Rescue divers continued to search the overturned ferry Thursday but failed to retrieve any new survivors, raising the possibility that as many as 809 of the 865 passengers and crew had perished in the disaster.

Since the ship capsized Saturday near Sibuyan Island, only 56 survivors have been found. The Philippine Coast Guard said 124 bodies had either washed ashore on nearby islands or had been found floating in the sea.

Adding to the uncertainty of the situation was the way in which some of the recovered bodies were being handled. On some of the islands where bodies had washed up, television footage showed corpses being dumped from a truck into mass graves. Many of the bodies had not been examined by forensic experts for possible identification.

Officials on Thursday raised the overall death toll from the storm to 498, excluding those still missing.

Divers have had difficulty pulling corpses from inside the ship because of narrow passageways that are blocked by debris. Retrieval efforts, officials said, could last a month.

As hopes dimmed of finding more survivors, friends and relatives were becoming more desperate. At the offices of Sulpicio Lines, the company that owns the ferry, relatives have been pressing officials for answers.

During a Catholic Mass held on a tugboat near the wreckage of the ferry, emotions ran high, with relatives weeping and throwing flowers into the sea. Mark Anthony Barrozo, whose pregnant girlfriend was among those believed dead, exclaimed “forgive me” and then broke down, according to Reuters.

The National Disaster Coordinating Council said the typhoon affected more than 2.4 million Filipinos in 42 of the country’s 81 provinces. It estimated damage to property at more than 5.5 billion pesos, or about $125 million.

The coast guard’s Board of Marine Inquiry has initiated an investigation into the ferry disaster.

At a hearing Wednesday, lawyers for Sulpicio Lines stopped short of blaming the coast guard for the tragedy. Coast guard officials, on the other hand, insisted it had been the company’s fault.

President Gloria Macapagal Arroyo said Wednesday that Sulpicio Lines should be held accountable for the tragedy. The hearings are scheduled to resume Friday.

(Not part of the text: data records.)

//! Merged file-table entries.

use std::ops::Range;

use crate::index::{FileEntry, FileEntry2};
use crate::locator::DataLocator;

/// One payload in the archive, as seen by either or both index files.
///
/// The size is not stored on disk; it becomes known once the owning data
/// file has been reconciled.
#[derive(Debug, Clone, PartialEq, Eq)]
pub struct ResolvedEntry {
    /// Row from the legacy `.index`, if it lists this payload.
    pub legacy: Option<FileEntry>,
    /// Row from `.index2`, if it lists this payload.
    pub index2: Option<FileEntry2>,
    data_file_index: u32,
    offset: u64,
    size: Option<u64>,
}

impl ResolvedEntry {
    pub(crate) fn from_index2(entry: FileEntry2) -> Self {
        let mut resolved = Self::unlocated(entry.data_locator());
        resolved.index2 = Some(entry);
        resolved
    }

    pub(crate) fn from_legacy(entry: FileEntry) -> Self {
        let mut resolved = Self::unlocated(entry.data_locator());
        resolved.legacy = Some(entry);
        resolved
    }

    fn unlocated(locator: DataLocator) -> Self {
        Self::at(locator.data_file_index(), locator.offset())
    }

    /// An entry with no index rows attached, placed at an arbitrary offset.
    pub(crate) fn at(data_file_index: u32, offset: u64) -> Self {
        Self {
            legacy: None,
            index2: None,
            data_file_index,
            offset,
            size: None,
        }
    }

    /// Zero-based index of the `.datN` file holding the payload.
    #[inline]
    pub fn data_file_index(&self) -> u32 {
        self.data_file_index
    }

    /// Byte offset of the payload inside its data file.
    #[inline]
    pub fn offset(&self) -> u64 {
        self.offset
    }

    /// Payload size, or `None` if the data file was never reconciled.
    #[inline]
    pub fn size(&self) -> Option<u64> {
        self.size
    }

    #[inline]
    pub(crate) fn set_size(&mut self, size: u64) {
        self.size = Some(size);
    }

    /// `[offset, offset + size)` once the size is known.
    pub fn range(&self) -> Option<Range<u64>> {
        self.size.map(|size| self.offset..self.offset + size)
    }

    /// Folder hash from the legacy index.
    pub fn path_hash(&self) -> Option<u32> {
        self.legacy.map(|entry| entry.path_hash)
    }

    /// File name hash from the legacy index.
    pub fn name_hash(&self) -> Option<u32> {
        self.legacy.map(|entry| entry.name_hash)
    }

    /// Full path hash from index2.
    pub fn full_path_hash(&self) -> Option<u32> {
        self.index2.map(|entry| entry.full_path_hash)
    }
}

#[cfg(feature = "serde")]
impl serde::Serialize for ResolvedEntry {
    fn serialize<S: serde::Serializer>(&self, serializer: S) -> Result<S::Ok, S::Error> {
        use serde::ser::SerializeStruct;

        let mut state = serializer.serialize_struct("ResolvedEntry", 6)?;
        state.serialize_field("path_hash", &self.path_hash())?;
        state.serialize_field("name_hash", &self.name_hash())?;
        state.serialize_field("full_path_hash", &self.full_path_hash())?;
        state.serialize_field("data_file", &self.data_file_index)?;
        state.serialize_field("offset", &self.offset)?;
        state.serialize_field("size", &self.size)?;
        state.end()
    }
}

#[cfg(test)]
mod tests {
    use super::*;

    #[test]
    fn test_merged_fields() {
        let locator = (0x1000 / 8) | (1 << 1);
        let mut entry = ResolvedEntry::from_index2(FileEntry2 {
            full_path_hash: 0xAAAA_AAAA,
            locator,
        });
        assert_eq!(entry.data_file_index(), 1);
        assert_eq!(entry.offset(), 0x1000);
        assert_eq!(entry.full_path_hash(), Some(0xAAAA_AAAA));
        assert_eq!(entry.path_hash(), None);
        assert_eq!(entry.size(), None);
        assert_eq!(entry.range(), None);

        entry.set_size(0x80);
        assert_eq!(entry.range(), Some(0x1000..0x1080));
    }

    #[test]
    fn test_legacy_only() {
        let entry = ResolvedEntry::from_legacy(FileEntry {
            name_hash: 1,
            path_hash: 2,
            locator: 0x100,
            padding: 0,
        });
        assert_eq!(entry.name_hash(), Some(1));
        assert_eq!(entry.path_hash(), Some(2));
        assert_eq!(entry.full_path_hash(), None);
        assert_eq!(entry.offset(), 0x800);
    }
}
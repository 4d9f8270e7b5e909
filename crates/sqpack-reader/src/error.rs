//! Error types for the SqPack reader.

use std::path::PathBuf;

use sqpack_common::Sha1Value;
use thiserror::Error;

/// Errors that can occur when opening or reading a SqPack archive.
///
/// Every variant is fatal to [`SqpackReader::open`](crate::SqpackReader::open);
/// nothing is retried or recovered internally.
#[derive(Debug, Error)]
pub enum Error {
    /// A file belonging to the archive could not be opened or mapped.
    #[error("failed to open {}: {source}", path.display())]
    Open {
        path: PathBuf,
        source: std::io::Error,
    },

    /// Common library error.
    #[error("{0}")]
    Common(#[from] sqpack_common::Error),

    /// Signature or declared size of a header is invalid.
    #[error("malformed {header} header: {detail}")]
    MalformedHeader { header: &'static str, detail: String },

    /// A header's type tag names a different kind of file.
    #[error("wrong archive kind: expected {expected}, got type tag {actual}")]
    WrongArchiveKind { expected: &'static str, actual: u32 },

    /// Recomputed SHA-1 of a region disagrees with the stored hash.
    #[error("{region} SHA-1 mismatch: stored {expected}, computed {actual}")]
    ChecksumMismatch {
        region: &'static str,
        expected: Sha1Value,
        actual: Sha1Value,
    },

    /// A file entry's folder hash disagrees with the folder that owns it.
    #[error("file entry path hash {path_hash:#010x} does not match folder {folder:#010x}")]
    FolderHashMismatch { folder: u32, path_hash: u32 },

    /// A folder's file-segment size is not a whole number of entries.
    #[error("folder {folder:#010x} declares {size} bytes of file entries, not a multiple of {entry_size}")]
    MalformedFolder {
        folder: u32,
        size: u32,
        entry_size: usize,
    },

    /// A folder's file-segment run lies outside every known segment.
    #[error("folder {folder:#010x} points at offset {offset:#x} outside every index segment")]
    StrayFolder { folder: u32, offset: u32 },

    /// Bytes were skipped over between two recorded reads.
    #[error("unread region of {size:#x} bytes at {offset:#x}")]
    UnreadRegion { offset: u64, size: u64 },

    /// Two recorded reads cover the same bytes.
    #[error("overlapping region of {size:#x} bytes at {offset:#x}")]
    OverlappingRegion { offset: u64, size: u64 },

    /// Bytes remain past the last recorded read.
    #[error("trailing region of {size:#x} bytes at {offset:#x}")]
    TrailingRegion { offset: u64, size: u64 },

    /// A data file's length disagrees with its headers.
    #[error("data file {data_file} is {actual} bytes, headers declare {expected}")]
    SizeMismatch {
        data_file: u32,
        expected: u64,
        actual: u64,
    },

    /// A byte range was requested for an entry that never received a size.
    #[error("entry at data file {data_file}, offset {offset:#x} has no resolved size")]
    UnknownSize { data_file: u32, offset: u64 },

    /// A resolved byte range does not fit inside its data file.
    #[error("entry {offset:#x}+{size:#x} exceeds data file {data_file} of {len:#x} bytes")]
    EntryOutOfBounds {
        data_file: u32,
        offset: u64,
        size: u64,
        len: u64,
    },
}

/// Result type for SqPack operations.
pub type Result<T> = std::result::Result<T, Error>;
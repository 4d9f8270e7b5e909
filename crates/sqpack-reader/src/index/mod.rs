//! Index file parsers.
//!
//! `.index` and `.index2` share the same header and segment table; they
//! differ only in how the FileSegment is laid out.

mod legacy;
mod split;

pub use legacy::{FileEntry, Folder, FolderEntry, FolderKind, SqIndex};
pub use split::{FileEntry2, SqIndex2};

use sqpack_common::BinaryReader;
use tracing::debug;

use crate::coverage::AccessLog;
use crate::header::{
    parse_header, parse_index_header, verify_header_hash, verify_index_type, verify_kind,
    verify_segment, IndexHeader, IndexType, SegmentDescriptor, SqpackHeader, SqpackKind,
};
use crate::Result;

/// Headers and raw segment bytes common to both index flavours.
pub(crate) struct IndexPrelude<'a> {
    pub header: SqpackHeader,
    pub index_header: IndexHeader,
    pub data_files_segment: &'a [u8],
    pub segment3: &'a [u8],
    pub folder_segment: &'a [u8],
}

/// Read both headers and the three segments that precede file parsing.
///
/// In strict mode every read is recorded in `log` and every hash is checked.
pub(crate) fn read_prelude<'a>(
    bytes: &'a [u8],
    expected: IndexType,
    strict: bool,
    log: &mut AccessLog,
) -> Result<IndexPrelude<'a>> {
    let header = parse_header(bytes)?;
    verify_kind(&header, SqpackKind::Index)?;
    let header_size = header.header_size;
    if strict {
        verify_header_hash("SqPack header", &header, header.sha1)?;
        log.record(0, u64::from(header_size));
    }

    let index_header = parse_index_header(bytes, header_size)?;
    verify_index_type(&index_header, expected)?;
    if strict {
        verify_header_hash("index header", &index_header, index_header.sha1)?;
        log.record(u64::from(header_size), u64::from(index_header.header_size));
    }

    let reader = BinaryReader::new(bytes);
    let data_files_segment = read_segment(
        &reader,
        "DataFilesSegment",
        &index_header.data_files_segment,
        strict,
        log,
    )?;
    let segment3 = read_segment(
        &reader,
        "UnknownSegment3",
        &index_header.unknown_segment3,
        strict,
        log,
    )?;
    let folder_segment = read_segment(
        &reader,
        "FolderSegment",
        &index_header.folder_segment,
        strict,
        log,
    )?;

    Ok(IndexPrelude {
        header,
        index_header,
        data_files_segment,
        segment3,
        folder_segment,
    })
}

/// Borrow a whole segment, verifying and recording it in strict mode.
pub(crate) fn read_segment<'a>(
    reader: &BinaryReader<'a>,
    region: &'static str,
    descriptor: &SegmentDescriptor,
    strict: bool,
    log: &mut AccessLog,
) -> Result<&'a [u8]> {
    let bytes = reader.slice_at(descriptor.start(), descriptor.len())?;
    if strict {
        verify_segment(region, descriptor, bytes)?;
        log.record(descriptor.start(), descriptor.len());
    }
    debug!(
        region,
        offset = descriptor.start(),
        size = descriptor.len(),
        "read index segment"
    );
    Ok(bytes)
}
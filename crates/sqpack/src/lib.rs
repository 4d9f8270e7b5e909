//! SqPack - game archive reading and verification library.
//!
//! This crate provides a unified interface to the SqPack crates.
//!
//! # Crates
//!
//! - [`sqpack_common`] - Common utilities (binary reading, SHA-1, path hashes)
//! - [`sqpack_reader`] - Index/index2/data parsing, verification and merging
//!
//! # Example
//!
//! ```no_run
//! use sqpack::prelude::*;
//!
//! // Open and fully verify an archive
//! let archive = SqpackReader::open("sqpack/ffxiv/000000.win32.index", true)?;
//!
//! for entry in archive.iter() {
//!     let range = archive.resolve(entry)?;
//!     println!("dat{} {:#x} {}", range.data_file_index(), range.offset(), range.len());
//! }
//! # Ok::<(), Box<dyn std::error::Error>>(())
//! ```

pub use sqpack_common as common;
pub use sqpack_reader as reader;

/// Prelude module for convenient imports.
pub mod prelude {
    pub use sqpack_common::hash::PathHashes;
    pub use sqpack_common::Sha1Value;
    pub use sqpack_reader::{
        ByteRange, DataLocator, FolderKind, OpenOptions, ResolvedEntry, SqIndex, SqIndex2,
        SqpackReader,
    };
}

/// Version information.
pub const VERSION: &str = env!("CARGO_PKG_VERSION");
//! Byte-range accounting for exhaustive index verification.

use crate::{Error, Result};

/// A record of every byte range a parser consumed from one file.
///
/// In strict mode the recorded ranges must tile `[0, file_length)` exactly.
#[derive(Debug, Clone, Default)]
pub struct AccessLog {
    ranges: Vec<(u64, u64)>,
}

impl AccessLog {
    pub fn new() -> Self {
        Self::default()
    }

    /// Record a read of `size` bytes at `offset`. Empty reads are ignored.
    pub fn record(&mut self, offset: u64, size: u64) {
        if size != 0 {
            self.ranges.push((offset, size));
        }
    }

    /// Recorded `(offset, size)` pairs, sorted by offset.
    pub fn ranges(&self) -> Vec<(u64, u64)> {
        let mut ranges = self.ranges.clone();
        ranges.sort_unstable();
        ranges
    }

    /// Check that the recorded ranges tile `[0, file_length)` with no gap,
    /// no overlap and nothing left over.
    pub fn verify_tiles(&self, file_length: u64) -> Result<()> {
        let mut cursor = 0u64;
        for (offset, size) in self.ranges() {
            advance(&mut cursor, offset, size)?;
        }

        match cursor.cmp(&file_length) {
            std::cmp::Ordering::Equal => Ok(()),
            std::cmp::Ordering::Less => Err(Error::TrailingRegion {
                offset: cursor,
                size: file_length - cursor,
            }),
            std::cmp::Ordering::Greater => Err(Error::OverlappingRegion {
                offset: file_length,
                size: cursor - file_length,
            }),
        }
    }
}

/// Move `cursor` past a range that must start exactly at it.
pub(crate) fn advance(cursor: &mut u64, offset: u64, size: u64) -> Result<()> {
    if offset > *cursor {
        return Err(Error::UnreadRegion {
            offset: *cursor,
            size: offset - *cursor,
        });
    }
    if offset < *cursor {
        return Err(Error::OverlappingRegion {
            offset,
            size: *cursor - offset,
        });
    }
    *cursor = offset + size;
    Ok(())
}

#[cfg(test)]
mod tests {
    use super::*;

    #[test]
    fn test_exact_tiling() {
        let mut log = AccessLog::new();
        log.record(0x400, 0x400);
        log.record(0, 0x400);
        log.record(0x800, 0x10);
        assert!(log.verify_tiles(0x810).is_ok());
        assert_eq!(log.ranges(), vec![(0, 0x400), (0x400, 0x400), (0x800, 0x10)]);
    }

    #[test]
    fn test_gap_is_unread() {
        let mut log = AccessLog::new();
        log.record(0, 0x10);
        log.record(0x14, 0x10);
        assert!(matches!(
            log.verify_tiles(0x24),
            Err(Error::UnreadRegion { offset: 0x10, size: 4 })
        ));
    }

    #[test]
    fn test_overlap() {
        let mut log = AccessLog::new();
        log.record(0, 0x10);
        log.record(0x0C, 0x10);
        assert!(matches!(
            log.verify_tiles(0x1C),
            Err(Error::OverlappingRegion { offset: 0x0C, size: 4 })
        ));
    }

    #[test]
    fn test_trailing_bytes() {
        let mut log = AccessLog::new();
        log.record(0, 0x10);
        assert!(matches!(
            log.verify_tiles(0x20),
            Err(Error::TrailingRegion { offset: 0x10, size: 0x10 })
        ));
    }

    #[test]
    fn test_empty_reads_are_ignored() {
        let mut log = AccessLog::new();
        log.record(0, 0x10);
        log.record(0x05, 0);
        assert!(log.verify_tiles(0x10).is_ok());
    }

    #[test]
    fn test_first_range_must_start_at_zero() {
        let mut log = AccessLog::new();
        log.record(0x10, 0x10);
        assert!(matches!(
            log.verify_tiles(0x20),
            Err(Error::UnreadRegion { offset: 0, size: 0x10 })
        ));
    }
}
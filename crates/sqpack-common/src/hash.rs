//! Path hashing for SqPack index tables.
//!
//! Index entries never store path strings. A game path such as
//! `exd/root.exl` is identified by CRC-32 hashes of its lower-cased
//! components, stored bit-inverted (the "JAMCRC" variant):
//!
//! - the legacy index keys folders by the hash of `exd` and files by the
//!   hash of `root.exl`,
//! - index2 keys files by the hash of the whole path.

/// Bit-inverted CRC-32 of a byte slice.
#[inline]
pub fn hash_bytes(data: &[u8]) -> u32 {
    !crc32fast::hash(data)
}

/// Hash of a single path component or full path, case-insensitively.
#[inline]
pub fn hash_str(s: &str) -> u32 {
    hash_bytes(s.to_ascii_lowercase().as_bytes())
}

/// The three hashes that locate one game path.
#[derive(Debug, Clone, Copy, PartialEq, Eq, Hash)]
pub struct PathHashes {
    /// Hash of the folder part, keying the legacy folder table.
    pub path_hash: u32,
    /// Hash of the file name part.
    pub name_hash: u32,
    /// Hash of the complete path, keying index2.
    pub full_path_hash: u32,
}

impl PathHashes {
    /// Hash a game path. Backslashes are treated as separators and a leading
    /// separator is ignored.
    pub fn of(path: &str) -> Self {
        let normalized = normalize(path);
        let (folder, name) = match normalized.rfind('/') {
            Some(split) => (&normalized[..split], &normalized[split + 1..]),
            None => ("", normalized.as_str()),
        };

        Self {
            path_hash: hash_bytes(folder.as_bytes()),
            name_hash: hash_bytes(name.as_bytes()),
            full_path_hash: hash_bytes(normalized.as_bytes()),
        }
    }
}

fn normalize(path: &str) -> String {
    path.trim_start_matches(['/', '\\'])
        .replace('\\', "/")
        .to_ascii_lowercase()
}
//! Bounds-checked reads over mapped SqPack files.
//!
//! SqPack files are fixed-layout tables addressed by absolute offsets, so
//! [`BinaryReader`] mixes a sequential cursor (headers, entry tables) with
//! absolute slicing (segments, folder runs).

use zerocopy::FromBytes;

use crate::{Error, Result};

/// A cursor over a byte slice that never reads past its end.
///
/// # Example
///
/// ```
/// use sqpack_common::BinaryReader;
///
/// let data = [0x01, 0x00, 0x00, 0x00, 0x02, 0x00, 0x00, 0x00];
/// let mut reader = BinaryReader::new(&data);
///
/// let pair: [u32; 2] = reader.read_struct().unwrap();
/// assert_eq!(pair, [1, 2]);
/// assert_eq!(reader.remaining(), 0);
/// ```
#[derive(Debug, Clone)]
pub struct BinaryReader<'a> {
    data: &'a [u8],
    position: usize,
}

impl<'a> BinaryReader<'a> {
    #[inline]
    pub const fn new(data: &'a [u8]) -> Self {
        Self { data, position: 0 }
    }

    /// A reader whose cursor starts at `position`.
    #[inline]
    pub const fn new_at(data: &'a [u8], position: usize) -> Self {
        Self { data, position }
    }

    #[inline]
    pub const fn position(&self) -> usize {
        self.position
    }

    /// Bytes left between the cursor and the end of the buffer.
    #[inline]
    pub const fn remaining(&self) -> usize {
        self.data.len().saturating_sub(self.position)
    }

    /// Borrow `len` bytes at an absolute `offset` without moving the cursor.
    pub fn slice_at(&self, offset: u64, len: u64) -> Result<&'a [u8]> {
        let out_of_bounds = || Error::OutOfBounds {
            offset,
            len,
            available: self.data.len(),
        };
        let start = usize::try_from(offset).map_err(|_| out_of_bounds())?;
        let len = usize::try_from(len).map_err(|_| out_of_bounds())?;
        let end = start.checked_add(len).ok_or_else(out_of_bounds)?;
        self.data.get(start..end).ok_or_else(out_of_bounds)
    }

    /// Take the next `count` bytes and advance past them.
    pub fn take(&mut self, count: usize) -> Result<&'a [u8]> {
        let available = self.remaining();
        if available < count {
            return Err(Error::UnexpectedEof {
                needed: count,
                available,
            });
        }
        let bytes = &self.data[self.position..self.position + count];
        self.position += count;
        Ok(bytes)
    }

    /// Read one little-endian on-disk record.
    #[inline]
    pub fn read_struct<T: FromBytes>(&mut self) -> Result<T> {
        let size = std::mem::size_of::<T>();
        let bytes = self.take(size)?;
        T::read_from_bytes(bytes).map_err(|_| Error::UnexpectedEof {
            needed: size,
            available: bytes.len(),
        })
    }

    /// Read `count` consecutive records.
    pub fn read_structs<T: FromBytes>(&mut self, count: usize) -> Result<Vec<T>> {
        let size = std::mem::size_of::<T>();
        let needed = size.checked_mul(count).ok_or(Error::UnexpectedEof {
            needed: usize::MAX,
            available: self.remaining(),
        })?;
        let bytes = self.take(needed)?;

        bytes
            .chunks_exact(size)
            .map(|chunk| {
                T::read_from_bytes(chunk).map_err(|_| Error::UnexpectedEof {
                    needed: size,
                    available: chunk.len(),
                })
            })
            .collect()
    }
}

Posted on June 27, 2008, and filed under International Herald Tribune, Stories, The New York Times | Comments

Grim scene greets rescue divers in Philippines

By Carlos H. Conde
International Herald Tribune
Published: June 24, 2008

MANILA: What Rodel Laborte could not forget was the screaming of his fellow passengers. As the strong waves and wind tossed around the 24,000-ton ferry - “like a paper boat,” he said - pandemonium broke out. The shrieks got so loud, he said, he could not determine if the captain gave an order to abandon the ship.

“My heart was racing fast,” Laborte said. “All I could think about was whether there were enough lifeboats for all of us.”

When the ship tilted heavily to the left, Laborte decided to jump, along with several others, into the churning water, where they clung to a lifeboat. It took only minutes for much of the ferry to disappear, he said.

Laborte, 60, was one of the 62 survivors of the Princess of the Stars, which was struck by Typhoon Fengshen on Saturday, possibly killing most of the more than 800 passengers and crew on board. He and 27 others huddled in the lifeboat, which ended up Monday on the shore of Quezon Province, miles from the island of Sibuyan, near where the ferry capsized.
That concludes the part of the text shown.